Researchers at Meta have created Cicero, AI that can play Diplomacy like humans.
That’s a significant accomplishment in natural-language processing. It may help people forget about Galactica, a large language model Meta researchers trained on scientific papers that presented falsehoods as facts.
Diplomacy, a Hasbro game from the 1950s, focuses on communication and negotiation between seven European powers at the turn of the century. Some gamers regard it as an excellent method to lose buddies.
About the game
On a map of Europe, the game represents capturing territories. Players write their moves beforehand and carry them out concurrently rather than taking turns. Players converse privately with one another to avoid making plays that get blocked because an opponent makes a counter move. They deliberate over potential coordinated manoeuvres before committing their actions to paper, honouring or breaking promises made to other players.
The concentration on communication, trust, and betrayal in diplomacy makes it a different challenge from games like Chess and Go, which are more concerned with rules and resources. Cicero is a chatbot able to bargain with other Diplomacy players to make strategic movements in the game.
As explained by Meta in a blog post, diplomacy has long been considered an impossible grand challenge in artificial intelligence. Because it requires players to understand others, make complex plans and adjust strategies, use natural language to reach agreements with others, and more.
Cicero
Cicero uses a 2.7 billion parameter BART-like language model pre-trained on internet text and 40,000 online diplomatic games. In addition, the dialogue output of the AI agent is related to its strategic reasoning module, which generates “intents” indicating possible player moves.
Evaluation
According to the Meta researchers in a Science research article, “Cicero runs a strategic reasoning module. First, it guesses other players’ turns based on the board and dialogue. Then it chooses a policy for the current turn that responds optimally to the other players’ predicted policies.”

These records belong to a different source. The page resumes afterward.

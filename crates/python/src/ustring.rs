//! String boundary bindings for Python.
//!
//! Exposes the wide string as `_ustring` along with `ustring()` and
//! `from_ustring()`.

use std::fmt;

use pyo3::buffer::PyBuffer;
use pyo3::exceptions::{PyTypeError, PyValueError};
use pyo3::prelude::*;
use pyo3::types::{PyBytes, PyString};
use quire_core::{QuireError, UString, to_external, to_internal};

pyo3::create_exception!(quire, EncodingError, PyValueError);

/// Inputs at or above this size are transcoded with the GIL released.
const DETACH_THRESHOLD: usize = 64 * 1024;

pub fn to_py_err(err: QuireError) -> PyErr {
    if err.is_encoding() {
        EncodingError::new_err(err.to_string())
    } else {
        PyValueError::new_err(err.to_string())
    }
}

fn bytes_from_py(py: Python<'_>, data: &Bound<'_, PyAny>, label: &str) -> PyResult<Vec<u8>> {
    let buf = PyBuffer::<u8>::get(data)
        .map_err(|_| PyTypeError::new_err(format!("{label} expects str or a bytes-like object")))?;
    buf.to_vec(py)
}

fn decode_utf8(py: Python<'_>, bytes: &[u8]) -> Result<UString, QuireError> {
    if bytes.len() >= DETACH_THRESHOLD {
        py.detach(|| to_internal(bytes))
    } else {
        to_internal(bytes)
    }
}

#[pyclass(name = "_ustring", module = "quire", frozen, eq, hash, str)]
#[derive(Clone, PartialEq, Eq, Hash)]
pub struct PyUString {
    inner: UString,
}

impl From<UString> for PyUString {
    fn from(inner: UString) -> Self {
        Self { inner }
    }
}

impl fmt::Display for PyUString {
    fn fmt(&self, f: &mut fmt::Formatter<'_>) -> fmt::Result {
        fmt::Display::fmt(&self.inner, f)
    }
}

impl PyUString {
    pub fn inner(&self) -> &UString {
        &self.inner
    }
}

#[pymethods]
impl PyUString {
    fn __repr__(&self) -> String {
        format!("_ustring({:?})", self.inner.to_string())
    }

    fn __len__(&self) -> usize {
        self.inner.len()
    }

    /// UTF-8 bytes of the string.
    fn to_utf8<'py>(&self, py: Python<'py>) -> Bound<'py, PyBytes> {
        PyBytes::new(py, &to_external(&self.inner))
    }

    fn to_latin1<'py>(&self, py: Python<'py>) -> PyResult<Bound<'py, PyBytes>> {
        let bytes = self.inner.to_latin1().map_err(to_py_err)?;
        Ok(PyBytes::new(py, &bytes))
    }

    /// The UTF-16 code units.
    fn units(&self) -> Vec<u16> {
        self.inner.as_units().to_vec()
    }

    #[staticmethod]
    fn from_latin1(py: Python<'_>, data: &Bound<'_, PyAny>) -> PyResult<Self> {
        let bytes = bytes_from_py(py, data, "_ustring.from_latin1")?;
        Ok(UString::from_latin1(&bytes).into())
    }

    #[staticmethod]
    fn from_utf16(units: Vec<u16>) -> PyResult<Self> {
        UString::from_utf16(&units).map(Self::from).map_err(to_py_err)
    }
}

/// Convert text to the library's wide string.
///
/// Bytes-like objects must hold UTF-8. Malformed bytes, and a `str` holding
/// lone surrogates, raise `EncodingError`.
#[pyfunction]
pub fn ustring(py: Python<'_>, text: &Bound<'_, PyAny>) -> PyResult<PyUString> {
    if text.is_instance_of::<PyString>() {
        let s: String = text.extract().map_err(|err: PyErr| {
            let wrapped = EncodingError::new_err(format!(
                "str is not encodable as UTF-8: {}",
                err.value(py)
            ));
            wrapped.set_cause(py, Some(err));
            wrapped
        })?;
        return Ok(UString::from(s).into());
    }
    let bytes = bytes_from_py(py, text, "ustring")?;
    decode_utf8(py, &bytes).map(PyUString::from).map_err(to_py_err)
}

/// Convert a wide string back to `str`.
#[pyfunction]
pub fn from_ustring(value: PyRef<'_, PyUString>) -> String {
    value.inner.to_string()
}

pub fn register(m: &Bound<'_, PyModule>) -> PyResult<()> {
    m.add_class::<PyUString>()?;
    m.add("EncodingError", m.py().get_type::<EncodingError>())?;
    Ok(())
}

Whereas we can use reinforcement learning to teach AI agents for games like Chess through self-play, it needed a different method to represent the cooperative play of diplomacy. The traditional method, according to Meta, would entail supervised learning, in which an agent would be taught using labelled data from previous diplomacy games. However, supervised learning alone created a trusting AI agent that was simple to trick by dishonest players.
To improve an initial forecast of other players’ policies and planned movements based on communication between the bot and other players, Cicero contains an iterative planning algorithm called piKL. The algorithm considers several options that would result in better outcomes to enhance projected sets of movements for other players.
Conclusion
Between August 19 and October 13, 2022, Cicero played 40 “blitz” Diplomacy games on webDiplomacy.net. He was in the top 10% of multi-game players. And among the 19 who participated in at least five games, Cicero placed second. For all 40 games, Cicero’s average score was 25.8 per cent, which was more than double the average of its 82 opponents (12.4 per cent).
While Cicero still makes errors, the researchers at Meta expect their findings to apply to various applications, such as chatbots capable of having lengthy conversations and video game characters that comprehend player motives and can communicate more effectively.
Furthermore, the code of Cicero has been released under an open-source licence in the hopes that the AI developer community can further enhance it.